#### [THE PROBLEM]
Go through the material below and copy each line where the word "QuoteLine" appears.

#### [DATA TO PROCESS]

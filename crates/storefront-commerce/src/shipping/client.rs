//! Shipping quote client.
//!
//! Feeds quotes into the [`CartStore`]. Every issued request takes a
//! sequence token; a response is committed only if no newer request was
//! issued in the meantime and the cart still holds the quoted lines. Failed
//! quotes fall back to free shipping.

use std::sync::atomic::{AtomicU64, Ordering};
use std::sync::{Arc, Mutex, MutexGuard};

use tokio::sync::watch;

use crate::cart::{CartState, CartStore, LineItem};
use crate::checkout::Address;
use crate::ids::ProductId;
use crate::money::Money;
use crate::shipping::{QuoteError, ShippingQuote, ShippingQuoteProvider, ShippingQuoteRequest};

/// What happened to a quote request.
#[derive(Debug, Clone, PartialEq)]
pub enum QuoteOutcome {
    /// Destination incomplete or cart empty; nothing was requested.
    Skipped,
    /// Inputs match the last issued request; nothing was requested.
    Unchanged,
    /// The quote was committed to the cart.
    Applied(ShippingQuote),
    /// The request failed and shipping was reset to zero.
    FailedOpen(QuoteError),
    /// A newer request was issued first, or the cart changed; this result was discarded.
    Stale,
}

/// Inputs a quote depends on. A change in any of them calls for a new quote.
#[derive(Debug, Clone, PartialEq, Eq)]
struct QuoteFingerprint {
    line1: String,
    city: String,
    state: String,
    postal_code: String,
    country: String,
    items: Vec<QuoteLine>,
}

/// The parts of a line item that affect shipping.
type QuoteLine = (ProductId, Option<String>, Option<String>, u32, i64);

impl QuoteFingerprint {
    fn new(destination: &Address, items: &[LineItem]) -> Self {
        Self {
            line1: destination.line1.clone(),
            city: destination.city.clone(),
            state: destination.state.clone(),
            postal_code: destination.postal_code.clone(),
            country: destination.country.clone(),
            items: Self::lines(items),
        }
    }

    fn lines(items: &[LineItem]) -> Vec<QuoteLine> {
        items
            .iter()
            .map(|i| {
                (
                    i.product_id.clone(),
                    i.size.clone(),
                    i.color.clone(),
                    i.quantity,
                    i.unit_price.amount_cents,
                )
            })
            .collect()
    }
}

#[derive(Default)]
struct Committed {
    quote: Option<ShippingQuote>,
}

/// Obtains shipping quotes and commits the latest one to the cart.
pub struct ShippingQuoteClient {
    provider: Arc<dyn ShippingQuoteProvider>,
    cart: CartStore,
    sequence: AtomicU64,
    last_fingerprint: Mutex<Option<QuoteFingerprint>>,
    committed: Mutex<Committed>,
}

impl ShippingQuoteClient {
    /// Create a client that writes into `cart`.
    pub fn new(provider: Arc<dyn ShippingQuoteProvider>, cart: CartStore) -> Self {
        Self {
            provider,
            cart,
            sequence: AtomicU64::new(0),
            last_fingerprint: Mutex::new(None),
            committed: Mutex::new(Committed::default()),
        }
    }

    /// The most recently committed quote, if the last outcome was a success.
    pub fn last_quote(&self) -> Option<ShippingQuote> {
        self.lock_committed().quote.clone()
    }

    /// Request a quote only if the destination or items changed since the
    /// last issued request.
    pub async fn refresh(&self, destination: &Address, items: &[LineItem]) -> QuoteOutcome {
        if !Self::is_quotable(destination, items) {
            self.invalidate();
            return QuoteOutcome::Skipped;
        }
        if !self.claim(destination, items) {
            return QuoteOutcome::Unchanged;
        }
        self.request(destination, items).await
    }

    /// Request a quote unconditionally (subject to the input guard).
    pub async fn quote(&self, destination: &Address, items: &[LineItem]) -> QuoteOutcome {
        if !Self::is_quotable(destination, items) {
            tracing::debug!("shipping quote skipped: destination incomplete or cart empty");
            self.invalidate();
            return QuoteOutcome::Skipped;
        }
        *self.lock_fingerprint() = Some(QuoteFingerprint::new(destination, items));
        self.request(destination, items).await
    }

    /// Watch the cart and the shipping destination, quoting on every change
    /// that affects the price of shipping.
    ///
    /// Each quote runs as its own task, so a slow quote never delays a newer
    /// one. Returns when the destination sender is dropped.
    pub async fn run_auto_quote(self: Arc<Self>, mut destination: watch::Receiver<Option<Address>>) {
        let mut cart = self.cart.subscribe();

        loop {
            let current = destination.borrow_and_update().clone();
            let items = cart.borrow_and_update().items().to_vec();

            match current {
                Some(address) if Self::is_quotable(&address, &items) => {
                    if self.claim(&address, &items) {
                        let client = Arc::clone(&self);
                        tokio::spawn(async move {
                            client.request(&address, &items).await;
                        });
                    }
                }
                _ => self.invalidate(),
            }

            tokio::select! {
                changed = destination.changed() => {
                    if changed.is_err() {
                        break;
                    }
                }
                changed = cart.changed() => {
                    if changed.is_err() {
                        break;
                    }
                }
            }
        }
    }

    fn is_quotable(destination: &Address, items: &[LineItem]) -> bool {
        destination.is_quotable() && !items.is_empty()
    }

    /// Supersede any request in flight and forget the last inputs.
    fn invalidate(&self) {
        self.sequence.fetch_add(1, Ordering::SeqCst);
        *self.lock_fingerprint() = None;
    }

    /// Record the inputs as the latest request. Returns false if unchanged.
    fn claim(&self, destination: &Address, items: &[LineItem]) -> bool {
        let fingerprint = QuoteFingerprint::new(destination, items);
        let mut last = self.lock_fingerprint();
        if last.as_ref() == Some(&fingerprint) {
            return false;
        }
        *last = Some(fingerprint);
        true
    }

    async fn request(&self, destination: &Address, items: &[LineItem]) -> QuoteOutcome {
        let token = self.sequence.fetch_add(1, Ordering::SeqCst) + 1;
        let currency = self.cart.read(|c| c.currency());
        let request = ShippingQuoteRequest::new(destination, items);

        tracing::debug!(token, items = items.len(), "requesting shipping quote");
        let result = self
            .provider
            .quote(&request)
            .await
            .and_then(|response| response.into_quote(currency));

        let quoted = QuoteFingerprint::lines(items);
        let still_quoted =
            |cart: &CartState| !cart.is_empty() && QuoteFingerprint::lines(cart.items()) == quoted;

        // Check and commit under one lock so a newer result cannot land in between.
        let mut committed = self.lock_committed();
        if self.sequence.load(Ordering::SeqCst) != token {
            tracing::debug!(token, "discarding stale shipping quote");
            return QuoteOutcome::Stale;
        }

        match result {
            Ok(quote) => match self.cart.update_shipping_if(quote.cost, still_quoted) {
                Ok(false) => Self::cart_moved_on(token),
                Ok(true) => {
                    tracing::info!(
                        token,
                        cost = %quote.cost,
                        method = %quote.method,
                        "shipping quote applied"
                    );
                    committed.quote = Some(quote.clone());
                    QuoteOutcome::Applied(quote)
                }
                Err(e) => {
                    let error = QuoteError::InvalidResponse(e.to_string());
                    self.fail_open(&mut committed, token, still_quoted, error)
                }
            },
            Err(error) => self.fail_open(&mut committed, token, still_quoted, error),
        }
    }

    /// Reset shipping to zero for a failed quote and let the same inputs be retried.
    fn fail_open(
        &self,
        committed: &mut Committed,
        token: u64,
        still_quoted: impl FnOnce(&CartState) -> bool,
        error: QuoteError,
    ) -> QuoteOutcome {
        let currency = self.cart.read(|c| c.currency());
        match self.cart.update_shipping_if(Money::zero(currency), still_quoted) {
            Ok(false) => return Self::cart_moved_on(token),
            Ok(true) => {}
            Err(e) => tracing::warn!(error = %e, "could not reset shipping cost"),
        }
        tracing::warn!(error = %error, "shipping quote failed, falling back to free shipping");
        committed.quote = None;
        *self.lock_fingerprint() = None;
        QuoteOutcome::FailedOpen(error)
    }

    fn cart_moved_on(token: u64) -> QuoteOutcome {
        tracing::debug!(token, "cart changed while quoting, discarding shipping quote");
        QuoteOutcome::Stale
    }

    fn lock_fingerprint(&self) -> MutexGuard<'_, Option<QuoteFingerprint>> {
        self.last_fingerprint
            .lock()
            .unwrap_or_else(|poisoned| poisoned.into_inner())
    }

    fn lock_committed(&self) -> MutexGuard<'_, Committed> {
        self.committed
            .lock()
            .unwrap_or_else(|poisoned| poisoned.into_inner())
    }
}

#### [FINISHED EXERCISE]
    items: Vec<QuoteLine>,
type QuoteLine = (ProductId, Option<String>, Option<String>, u32, i64);
    fn lines(items: &[LineItem]) -> Vec<QuoteLine> {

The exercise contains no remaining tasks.